What is an adequate evaluation for endometrial hyperplasia or endometrial carcinoma (when evaluation is considered)? There is no consensus among experts.  But the topic is reviewed and resources presented in the post Post-Menopausal Bleeding post (coming soon).

ACOG’s Summary of Recommendations and Conclusions (1)

The following recommendations and conclusions are based on limited or inconsistent scientific evidence (level B):

  • The levonorgestrel IUD has been shown to be effective in treating a UB and should be considered for all age groups.
  • Medical treatment options for AUB-O include progestin therapy and combined hormonal contraception.
  • Women who have completed childbearing, in whom medical therapy has failed, or who have contraindications to medical therapy are candidates for hysterectomy without cervical preservation.
  • Because a AUB-o an endocrinologic abnormality, the underlying disorder should be treated medically rather than surgically. Surgical therapy is rarely indicated for the treatment of AUB-O, unless medical therapy fails, is contraindicated, is not tolerated by the patient, or the patient has concomitant significant intracavitary lesions.

The following recommendations and conclusions are based primarily on consensus and expert opinion (level C)
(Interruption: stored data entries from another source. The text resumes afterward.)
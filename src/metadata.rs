//! MMDB metadata section
//!
//! The metadata is an ordinary data-section map stored after the marker
//! `"\xAB\xCD\xEFMaxMind.com"` near the end of the file. Only the fields the
//! reader needs (plus the descriptive ones users ask for) are extracted.

use crate::decoder::{DataValue, Decoder};
use crate::error::{MmdbError, Result};
use crate::walker::RecordSize;
use indexmap::IndexMap;
use serde::Serialize;

/// MMDB metadata marker: "\xAB\xCD\xEFMaxMind.com"
pub const METADATA_MARKER: &[u8] = b"\xAB\xCD\xEFMaxMind.com";

/// The marker must appear within this many bytes of the end of the file
const METADATA_SEARCH_SIZE: usize = 128 * 1024;

/// Only major version 2 of the binary format exists
const SUPPORTED_MAJOR_VERSION: u16 = 2;

/// IP version of the search tree
#[derive(Debug, Clone, Copy, PartialEq, Eq, Serialize)]
#[serde(into = "u8")]
pub enum IpVersion {
    /// IPv4 only
    V4,
    /// IPv6 (may include IPv4-mapped addresses)
    V6,
}

impl IpVersion {
    /// Number of address bits, which is also the maximum tree depth
    pub fn bit_len(self) -> u8 {
        match self {
            IpVersion::V4 => 32,
            IpVersion::V6 => 128,
        }
    }
}

impl From<IpVersion> for u8 {
    fn from(version: IpVersion) -> u8 {
        match version {
            IpVersion::V4 => 4,
            IpVersion::V6 => 6,
        }
    }
}

/// Parsed database metadata
#[derive(Debug, Clone, PartialEq, Serialize)]
pub struct Metadata {
    /// Major version of the binary format (always 2)
    pub binary_format_major_version: u16,
    /// Minor version of the binary format
    pub binary_format_minor_version: u16,
    /// Build time as seconds since the Unix epoch
    pub build_epoch: u64,
    /// Database type, e.g. "GeoIP2-City"
    pub database_type: String,
    /// Locale codes the database may contain names for
    pub languages: Vec<String>,
    /// Descriptions keyed by language code
    pub description: IndexMap<String, String>,
    /// IP version of the search tree
    pub ip_version: IpVersion,
    /// Number of nodes in the search tree
    pub node_count: u32,
    /// Record size in bits (24, 28, or 32)
    pub record_size: RecordSize,
}

impl Metadata {
    /// Find and parse the metadata of an MMDB file
    pub fn from_file(data: &[u8]) -> Result<Self> {
        let marker_offset = find_metadata_marker(data)?;
        Self::parse_at(data, marker_offset)
    }

    /// Parse the metadata map that follows the marker at `marker_offset`
    pub fn parse_at(data: &[u8], marker_offset: usize) -> Result<Self> {
        let metadata_start = marker_offset + METADATA_MARKER.len();

        // Pointers inside the metadata are relative to its start
        let value = Decoder::with_pointer_base(data, metadata_start)
            .decode(metadata_start)
            .map_err(|e| MmdbError::InvalidMetadata(format!("Failed to decode metadata: {}", e)))?
            .value;

        let map = match value {
            DataValue::Map(map) => map,
            other => {
                return Err(MmdbError::InvalidMetadata(format!(
                    "Metadata is a {}, not a map",
                    other.type_name()
                )))
            }
        };

        let binary_format_major_version = extract_u16(&map, "binary_format_major_version")?;
        if binary_format_major_version != SUPPORTED_MAJOR_VERSION {
            return Err(MmdbError::InvalidMetadata(format!(
                "Unsupported binary format major version: {}",
                binary_format_major_version
            )));
        }

        let ip_version = match extract_uint(&map, "ip_version")? {
            4 => IpVersion::V4,
            6 => IpVersion::V6,
            n => {
                return Err(MmdbError::InvalidMetadata(format!(
                    "Invalid IP version: {}",
                    n
                )))
            }
        };

        let node_count = u32::try_from(extract_uint(&map, "node_count")?).map_err(|_| {
            MmdbError::InvalidMetadata("node_count does not fit in 32 bits".to_string())
        })?;

        Ok(Metadata {
            binary_format_major_version,
            binary_format_minor_version: extract_u16(&map, "binary_format_minor_version")?,
            build_epoch: extract_uint(&map, "build_epoch")?,
            database_type: extract_string(&map, "database_type")?,
            languages: extract_languages(&map)?,
            description: extract_description(&map)?,
            ip_version,
            node_count,
            record_size: RecordSize::from_bits(extract_u16(&map, "record_size")?)?,
        })
    }

    /// Size of one tree node in bytes
    pub fn node_byte_size(&self) -> usize {
        self.record_size.node_bytes()
    }

    /// Size of the whole search tree in bytes
    pub fn search_tree_size(&self) -> usize {
        self.node_count as usize * self.node_byte_size()
    }

    /// Maximum depth of the search tree
    pub fn tree_depth(&self) -> u8 {
        self.ip_version.bit_len()
    }
}

/// Find the metadata marker in an MMDB file
///
/// The marker appears somewhere in the last 128KB of the file. If there are
/// multiple markers (unlikely but possible), the LAST one wins, matching
/// libmaxminddb.
pub fn find_metadata_marker(data: &[u8]) -> Result<usize> {
    let search_start = data.len().saturating_sub(METADATA_SEARCH_SIZE);
    memchr::memmem::rfind(&data[search_start..], METADATA_MARKER)
        .map(|i| search_start + i)
        .ok_or(MmdbError::MetadataNotFound)
}

// Helper functions to extract values from the metadata map

fn extract_uint(map: &IndexMap<String, DataValue>, key: &str) -> Result<u64> {
    match map.get(key) {
        Some(value) => value.as_u64().ok_or_else(|| {
            MmdbError::InvalidMetadata(format!(
                "Field '{}' is a {}, not an unsigned integer",
                key,
                value.type_name()
            ))
        }),
        None => Err(MmdbError::InvalidMetadata(format!(
            "Required field '{}' not found",
            key
        ))),
    }
}

fn extract_u16(map: &IndexMap<String, DataValue>, key: &str) -> Result<u16> {
    let n = extract_uint(map, key)?;
    u16::try_from(n).map_err(|_| {
        MmdbError::InvalidMetadata(format!("Field '{}' out of range: {}", key, n))
    })
}

fn extract_string(map: &IndexMap<String, DataValue>, key: &str) -> Result<String> {
    match map.get(key) {
        Some(DataValue::String(s)) => Ok(s.clone()),
        Some(other) => Err(MmdbError::InvalidMetadata(format!(
            "Field '{}' is a {}, not a string",
            key,
            other.type_name()
        ))),
        None => Err(MmdbError::InvalidMetadata(format!(
            "Required field '{}' not found",
            key
        ))),
    }
}

fn extract_languages(map: &IndexMap<String, DataValue>) -> Result<Vec<String>> {
    match map.get("languages") {
        None => Ok(Vec::new()),
        Some(DataValue::Array(items)) => items
            .iter()
            .map(|item| {
                item.as_str().map(str::to_owned).ok_or_else(|| {
                    MmdbError::InvalidMetadata("languages must be an array of strings".to_string())
                })
            })
            .collect(),
        Some(other) => Err(MmdbError::InvalidMetadata(format!(
            "Field 'languages' is a {}, not an array",
            other.type_name()
        ))),
    }
}

fn extract_description(map: &IndexMap<String, DataValue>) -> Result<IndexMap<String, String>> {
    match map.get("description") {
        None => Ok(IndexMap::new()),
        Some(DataValue::Map(entries)) => entries
            .iter()
            .map(|(lang, text)| match text {
                DataValue::String(s) => Ok((lang.clone(), s.clone())),
                _ => Err(MmdbError::InvalidMetadata(format!(
                    "Description for '{}' is not a string",
                    lang
                ))),
            })
            .collect(),
        Some(other) => Err(MmdbError::InvalidMetadata(format!(
            "Field 'description' is a {}, not a map",
            other.type_name()
        ))),
    }
}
  • Failure of medical management requires further investigation, including imaging or hysterectomy.
  • The choice of treatment of a AUB-O is guided by the goals of therapy, which may be to stop acute bleeding, avoid the future irregular or heavy bleeding, simultaneously provide contraception, and prevent complications such as anemia, unnecessary surgical intervention, and diminished quality of life.
  • Endometrial ablation is not recommended as a first-line therapy for AUB-O. Physicians must provide thorough informed consent and adequate counseling to women with a UB oh who desire endometrial ablation.

(1) American College of Obstetrics and Gynecology 2013 Practice Bulletin: Management of Abnormal Uterine Bleeding Associated With Ovulatory Dysfunction.